For the answer, take a look at Brazil’s improving balance sheet. While America piles on the debt, Brazil is going the other way. It decided last December to pay off its remaining $15.5 billion debt with the International Monetary Fund (that must be a relief!) and announced just last week that it will retire all of its remaining $6.6 billion worth of Brady bonds issued during the early 1990’s financial crisis

Where is the money coming from? Brazil recorded trade surpluses in 2004 and 2005 with exports for the last twelve months hitting a record $120 billion. Exports of oil, soybeans, copper, steel, autos, sugar and coffee are surging even in the face of a strengthening currency. The Brazilian real is up 52% against the US dollar since May 2004 and up 22% during 2005. Brazil is almost energy independent and foreign exchange reserves are now $58 billion even after paying off the nettlesome IMF debt.

Behind all these positive numbers are substantial reforms begun by President Cardosa and continued by Luiz Inacio “Lula” da Silva. Payroll taxes and corporate taxes have been cut, the tax system simplified and last week Brazil announced that it would eliminate the income tax for foreigners that purchase public debt. Brazil’s strong currency will likely also lead to a loosening of foreign exchange restrictions.   
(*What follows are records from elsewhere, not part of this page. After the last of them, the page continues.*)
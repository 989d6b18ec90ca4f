//! gRPC wire definitions for the remote security service.
//!
//! Field mapping is exact: `ctx_id` is the raw context id (0 is the
//! "no context" sentinel), `bearer` is 0-based, `blength` is a bit length
//! independent of the length of `message`.

#[allow(clippy::all)]
pub mod v1 {
    tonic::include_proto!("secu.v1");
}

pub use v1::secu_service_client::SecuServiceClient;
pub use v1::secu_service_server::{SecuService, SecuServiceServer};
pub use v1::{
    EncryptRequest, EncryptResponse, IntegrityRequest, IntegrityResponse, StreamCipher,
    StreamFreeRequest, StreamFreeResponse, StreamInitRequest, StreamInitResponse,
};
A cynical friend of mine often comments that successful political leaders need to ignore their strongest supporters if they are to achieve real reform. If so, Lula is a good example since most expected him to reverse market reforms after taking power in 2002 while in fact he deepened them. Up for re-election in October, Lula has nevertheless delivered higher living standards and restored national pride. With 187 million people and an area only slightly smaller than the United States, this leading South American economic power together with Chile and Colombia are changing attitudes toward the region as a whole.

What’s the best way to bet on Brazil’s momentum and improving balance sheet. I had been recommending the Brazil iShare (EWZ) which is up 27% this year and 72% in the last 12 months. In June of last year I switched to the S&P Latin America 40 iShare (ILO) that gives you broader exposure with 50% exposure to Brazil, 38% to Mexico, 9% to Chile and 3% to Argentina. This ETF is up 18% this year and 69% over the last year.

One ADR to take a look at is wireless provider that has been on a tear America Movil (AMX) and a safer option is Colgate Palmolive which derives roughly 20% of its sales from Latin American markets.

How important is the October election to Brazil? Even with all the economic growth, lower debt, lower taxes, booming exports and strong currency, public sector debt is still 51% of GDP so continued progress is essential. Like the old saw goes, even if you are on the right track, if you’re not moving you could get run over.

By Carl Delfeld

Brazil ETF Not Just Commodity Play

In 2006, while investing in BRIC countries was the rage, China and India received most of the attention. The China ETF (FXI) was up 84% and India’s SENSEX index was up over 50%. Meanwhile almost lost in the shuffle, the Brazil ETF (EWZ) was up 45.4% - not bad, not bad at all.

With 187 million people and an area only slightly smaller than the United States, this leading South American economic power together with Chile and Colombia are changing attitudes toward the region as a whole. But the lingering question is whether Brazil’s economic recovery is sustainable or just another stage in the economic cycle. 

What is most interesting to me is that Brazil’s stock market’s performance during the past four years is not due to superior economic growth. It has had an annual average growth rate of only 2.6%, about half of world economic growth during the same period.

My view is that Brazil has been primarily a balance sheet story supported somewhat by the commodity boom. With Brazil’s President Lula being sworn in for a second term today, let’s review Brazil’s accomplishments and challenges.       

Inflation is muted and was only 3% during 2006. Brazil is almost energy independent and foreign exchange reserves are now almost $100 billion after paying off its nettlesome IMF debt. In 2006, it recorded a trade surplus of $46 billion and while interest rates are high, they are beginning to fall. 

What Chartwell ETF Advisor’s Carl Delfeld now wants to see is Brazil turn into more of a growth story. This will depend on the second term reform agenda of President Lula. He is in a strong position with a 70% plus popularity rating and a solid governing coalition. 

Here are some of the issues Brazil needs to tackle to build a sustainable platform for economic growth and a continuing bull market. The tax burden needs to come down from current 50% levels. Public spending needs to be cut but also re-directed to infrastructure projects. Corruption needs to be sharply curtailed and overregulation slashed, especially in labor markets.

Finally, Brazil needs to substantially improve its education standards if it hopes to compete head on with India and China. If Brazil even takes small incremental actions to address these issues, global investors will take note and the Brazil ETF (EWZ) will continue its upward trend.

If interest rates decline as well - it could be another impressive year for investors who don’t forget that BRIC begins with Brazil.